_WORK ITEM_
Nothing but the data itself, reproduced exactly, is the expected answer.
─── DATA SHOWN
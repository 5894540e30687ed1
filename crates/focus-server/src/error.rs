//! Error types for the focus server.

use axum::{
    http::StatusCode,
    response::{IntoResponse, Response},
    Json,
};
use focus_engine::FocusError;
use thiserror::Error;

/// Configuration-related errors, reported at startup.
#[derive(Error, Debug)]
pub enum ConfigError {
    #[error("Failed to read config file: {0}")]
    ReadFile(#[source] std::io::Error),

    #[error("Failed to parse config: {0}")]
    Parse(#[from] toml::de::Error),

    #[error("Invalid configuration: {0}")]
    Invalid(String),

    #[error("Missing required field: {0}")]
    MissingField(String),
}

/// Errors surfaced to HTTP clients as `500 {"error": ".."}`.
///
/// A store outage is never turned into a no-slot answer.
#[derive(Error, Debug)]
pub enum ApiError {
    #[error(transparent)]
    Focus(#[from] FocusError),
}

impl IntoResponse for ApiError {
    fn into_response(self) -> Response {
        tracing::warn!(error = %self, "focus suggestion failed");
        let body = Json(serde_json::json!({ "error": self.to_string() }));
        (StatusCode::INTERNAL_SERVER_ERROR, body).into_response()
    }
}
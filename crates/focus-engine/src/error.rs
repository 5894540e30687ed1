//! Error types for focus-engine operations.

use thiserror::Error;

/// Failure reported by an [`EventStore`](crate::store::EventStore).
#[derive(Error, Debug)]
pub enum StoreError {
    #[error("Event store unavailable: {0}")]
    Unavailable(String),

    #[error("Malformed event data: {0}")]
    Malformed(String),
}

#[derive(Error, Debug)]
pub enum FocusError {
    #[error("Invalid work hours: {0}")]
    InvalidWorkHours(String),

    #[error("Invalid timezone: {0}")]
    InvalidTimezone(String),

    /// No valid local time follows a work-window boundary within a day.
    #[error("Work window boundary {0} does not exist in the configured timezone")]
    NonexistentLocalTime(String),

    #[error("Date out of range: {0}")]
    DateOutOfRange(String),

    #[error(transparent)]
    Store(#[from] StoreError),
}

pub type Result<T> = std::result::Result<T, FocusError>;
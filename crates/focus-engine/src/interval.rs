//! Half-open time intervals and interval subtraction.
//!
//! An [`Interval`] covers `[start, end)`. Two intervals that merely touch
//! (`a.end == b.start`) do NOT overlap, so back-to-back events leave no gap
//! and produce no conflict.

use chrono::{DateTime, Duration, NaiveDateTime, Utc};
use serde::{Deserialize, Deserializer, Serialize};

/// Parse an ISO 8601 timestamp into `DateTime<Utc>`.
///
/// Accepts RFC 3339 with an offset (e.g. "2026-03-02T09:00:00+01:00") and
/// naive times without one (e.g. "2026-03-02T09:00:00"), which are taken as UTC.
pub fn parse_timestamp(s: &str) -> Result<DateTime<Utc>, chrono::ParseError> {
    match DateTime::parse_from_rfc3339(s) {
        Ok(dt) => Ok(dt.with_timezone(&Utc)),
        Err(_) => {
            NaiveDateTime::parse_from_str(s, "%Y-%m-%dT%H:%M:%S%.f").map(|ndt| ndt.and_utc())
        }
    }
}

fn deserialize_timestamp<'de, D>(deserializer: D) -> Result<DateTime<Utc>, D::Error>
where
    D: Deserializer<'de>,
{
    let raw = String::deserialize(deserializer)?;
    parse_timestamp(&raw)
        .map_err(|e| serde::de::Error::custom(format!("invalid timestamp '{raw}': {e}")))
}

/// A non-empty half-open time range `[start, end)`.
#[derive(Debug, Clone, Copy, PartialEq, Eq, PartialOrd, Ord, Hash, Serialize)]
pub struct Interval {
    start: DateTime<Utc>,
    end: DateTime<Utc>,
}

impl Interval {
    /// Build an interval, or `None` when `start >= end`.
    pub fn new(start: DateTime<Utc>, end: DateTime<Utc>) -> Option<Self> {
        (start < end).then_some(Self { start, end })
    }

    pub fn start(&self) -> DateTime<Utc> {
        self.start
    }

    pub fn end(&self) -> DateTime<Utc> {
        self.end
    }

    pub fn duration(&self) -> Duration {
        self.end - self.start
    }

    pub fn contains(&self, instant: DateTime<Utc>) -> bool {
        self.start <= instant && instant < self.end
    }

    /// True unless one interval ends at or before the other starts.
    pub fn overlaps(&self, other: &Interval) -> bool {
        !(self.end <= other.start || self.start >= other.end)
    }

    /// Remove `busy` from `self`, returning the 0, 1, or 2 remaining pieces in
    /// time order.
    ///
    /// - No overlap: `[self]` unchanged.
    /// - `busy` covers `self`: `[]`.
    /// - `busy` clips one edge: the surviving side.
    /// - `busy` strictly inside: left remainder, then right remainder.
    ///
    /// Zero-length remainders are never produced.
    pub fn subtract(&self, busy: &Interval) -> Vec<Interval> {
        if !self.overlaps(busy) {
            return vec![*self];
        }

        let left = Interval::new(self.start, busy.start);
        let right = Interval::new(busy.end, self.end);
        left.into_iter().chain(right).collect()
    }
}

/// A calendar event as seen by the resolver: only its time range matters.
///
/// Deserializes from any event record carrying `start` and `end`; title,
/// category and other fields are ignored.
#[derive(Debug, Clone, Copy, PartialEq, Eq, Serialize, Deserialize)]
pub struct BusyEvent {
    #[serde(deserialize_with = "deserialize_timestamp")]
    pub start: DateTime<Utc>,
    #[serde(deserialize_with = "deserialize_timestamp")]
    pub end: DateTime<Utc>,
}

impl BusyEvent {
    pub fn new(start: DateTime<Utc>, end: DateTime<Utc>) -> Self {
        Self { start, end }
    }

    /// The occupied range, or `None` for an event with `end <= start`.
    pub fn interval(&self) -> Option<Interval> {
        Interval::new(self.start, self.end)
    }

    /// Whether any part of the event falls inside `range`.
    pub fn intersects(&self, range: &Interval) -> bool {
        self.start < range.end() && self.end > range.start()
    }
}

impl From<Interval> for BusyEvent {
    fn from(interval: Interval) -> Self {
        Self::new(interval.start, interval.end)
    }
}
──────
_REPLY TO THE TASK_
repository 5894540e30687ed1
filename crates/focus-server/src/error.rs
//! Error types for the focus server.

use axum::{
    http::StatusCode,
    response::{IntoResponse, Response},
    Json,
};
use focus_engine::FocusError;
use thiserror::Error;

/// Configuration-related errors, reported at startup.
#[derive(Error, Debug)]
pub enum ConfigError {
    #[error("Failed to read config file: {0}")]
    ReadFile(#[source] std::io::Error),

    #[error("Failed to parse config: {0}")]
    Parse(#[from] toml::de::Error),

    #[error("Invalid configuration: {0}")]
    Invalid(String),

    #[error("Missing required field: {0}")]
    MissingField(String),
}

/// Errors surfaced to HTTP clients as `500 {"error": ".."}`.
///
/// A store outage is never turned into a no-slot answer.
#[derive(Error, Debug)]
pub enum ApiError {
    #[error(transparent)]
    Focus(#[from] FocusError),
}

impl IntoResponse for ApiError {
    fn into_response(self) -> Response {
        tracing::warn!(error = %self, "focus suggestion failed");
        let body = Json(serde_json::json!({ "error": self.to_string() }));
        (StatusCode::INTERNAL_SERVER_ERROR, body).into_response()
    }
}
filename crates/focus-engine/src/error.rs
repository 5894540e30687ed1
//! Error types for focus-engine operations.

use thiserror::Error;

/// Failure reported by an [`EventStore`](crate::store::EventStore).
#[derive(Error, Debug)]
pub enum StoreError {
    #[error("Event store unavailable: {0}")]
    Unavailable(String),

    #[error("Malformed event data: {0}")]
    Malformed(String),
}

#[derive(Error, Debug)]
pub enum FocusError {
    #[error("Invalid work hours: {0}")]
    InvalidWorkHours(String),

    #[error("Invalid timezone: {0}")]
    InvalidTimezone(String),

    /// No valid local time follows a work-window boundary within a day.
    #[error("Work window boundary {0} does not exist in the configured timezone")]
    NonexistentLocalTime(String),

    #[error("Date out of range: {0}")]
    DateOutOfRange(String),

    #[error(transparent)]
    Store(#[from] StoreError),
}

pub type Result<T> = std::result::Result<T, FocusError>;
filename crates/focus-engine/src/interval.rs
//! Half-open time intervals and interval subtraction.
//!
//! An [`Interval`] covers `[start, end)`. Two intervals that merely touch
//! (`a.end == b.start`) do NOT overlap, so back-to-back events leave no gap
//! and produce no conflict.

use chrono::{DateTime, Duration, NaiveDateTime, Utc};
use serde::{Deserialize, Deserializer, Serialize};

/// Parse an ISO 8601 timestamp into `DateTime<Utc>`.
///
/// Accepts RFC 3339 with an offset (e.g. "2026-03-02T09:00:00+01:00") and
/// naive times without one (e.g. "2026-03-02T09:00:00"), which are taken as UTC.
pub fn parse_timestamp(s: &str) -> Result<DateTime<Utc>, chrono::ParseError> {
    match DateTime::parse_from_rfc3339(s) {
        Ok(dt) => Ok(dt.with_timezone(&Utc)),
        Err(_) => {
            NaiveDateTime::parse_from_str(s, "%Y-%m-%dT%H:%M:%S%.f").map(|ndt| ndt.and_utc())
        }
    }
}

fn deserialize_timestamp<'de, D>(deserializer: D) -> Result<DateTime<Utc>, D::Error>
where
    D: Deserializer<'de>,
{
    let raw = String::deserialize(deserializer)?;
    parse_timestamp(&raw)
        .map_err(|e| serde::de::Error::custom(format!("invalid timestamp '{raw}': {e}")))
}

/// A non-empty half-open time range `[start, end)`.
#[derive(Debug, Clone, Copy, PartialEq, Eq, PartialOrd, Ord, Hash, Serialize)]
pub struct Interval {
    start: DateTime<Utc>,
    end: DateTime<Utc>,
}

impl Interval {
    /// Build an interval, or `None` when `start >= end`.
    pub fn new(start: DateTime<Utc>, end: DateTime<Utc>) -> Option<Self> {
        (start < end).then_some(Self { start, end })
    }

    pub fn start(&self) -> DateTime<Utc> {
        self.start
    }

    pub fn end(&self) -> DateTime<Utc> {
        self.end
    }

    pub fn duration(&self) -> Duration {
        self.end - self.start
    }

    pub fn contains(&self, instant: DateTime<Utc>) -> bool {
        self.start <= instant && instant < self.end
    }

    /// True unless one interval ends at or before the other starts.
    pub fn overlaps(&self, other: &Interval) -> bool {
        !(self.end <= other.start || self.start >= other.end)
    }

    /// Remove `busy` from `self`, returning the 0, 1, or 2 remaining pieces in
    /// time order.
    ///
    /// - No overlap: `[self]` unchanged.
    /// - `busy` covers `self`: `[]`.
    /// - `busy` clips one edge: the surviving side.
    /// - `busy` strictly inside: left remainder, then right remainder.
    ///
    /// Zero-length remainders are never produced.
    pub fn subtract(&self, busy: &Interval) -> Vec<Interval> {
        if !self.overlaps(busy) {
            return vec![*self];
        }

        let left = Interval::new(self.start, busy.start);
        let right = Interval::new(busy.end, self.end);
        left.into_iter().chain(right).collect()
    }
}

/// A calendar event as seen by the resolver: only its time range matters.
///
/// Deserializes from any event record carrying `start` and `end`; title,
/// category and other fields are ignored.
#[derive(Debug, Clone, Copy, PartialEq, Eq, Serialize, Deserialize)]
pub struct BusyEvent {
    #[serde(deserialize_with = "deserialize_timestamp")]
    pub start: DateTime<Utc>,
    #[serde(deserialize_with = "deserialize_timestamp")]
    pub end: DateTime<Utc>,
}

impl BusyEvent {
    pub fn new(start: DateTime<Utc>, end: DateTime<Utc>) -> Self {
        Self { start, end }
    }

    /// The occupied range, or `None` for an event with `end <= start`.
    pub fn interval(&self) -> Option<Interval> {
        Interval::new(self.start, self.end)
    }

    /// Whether any part of the event falls inside `range`.
    pub fn intersects(&self, range: &Interval) -> bool {
        self.start < range.end() && self.end > range.start()
    }
}

impl From<Interval> for BusyEvent {
    fn from(interval: Interval) -> Self {
        Self::new(interval.start, interval.end)
    }
}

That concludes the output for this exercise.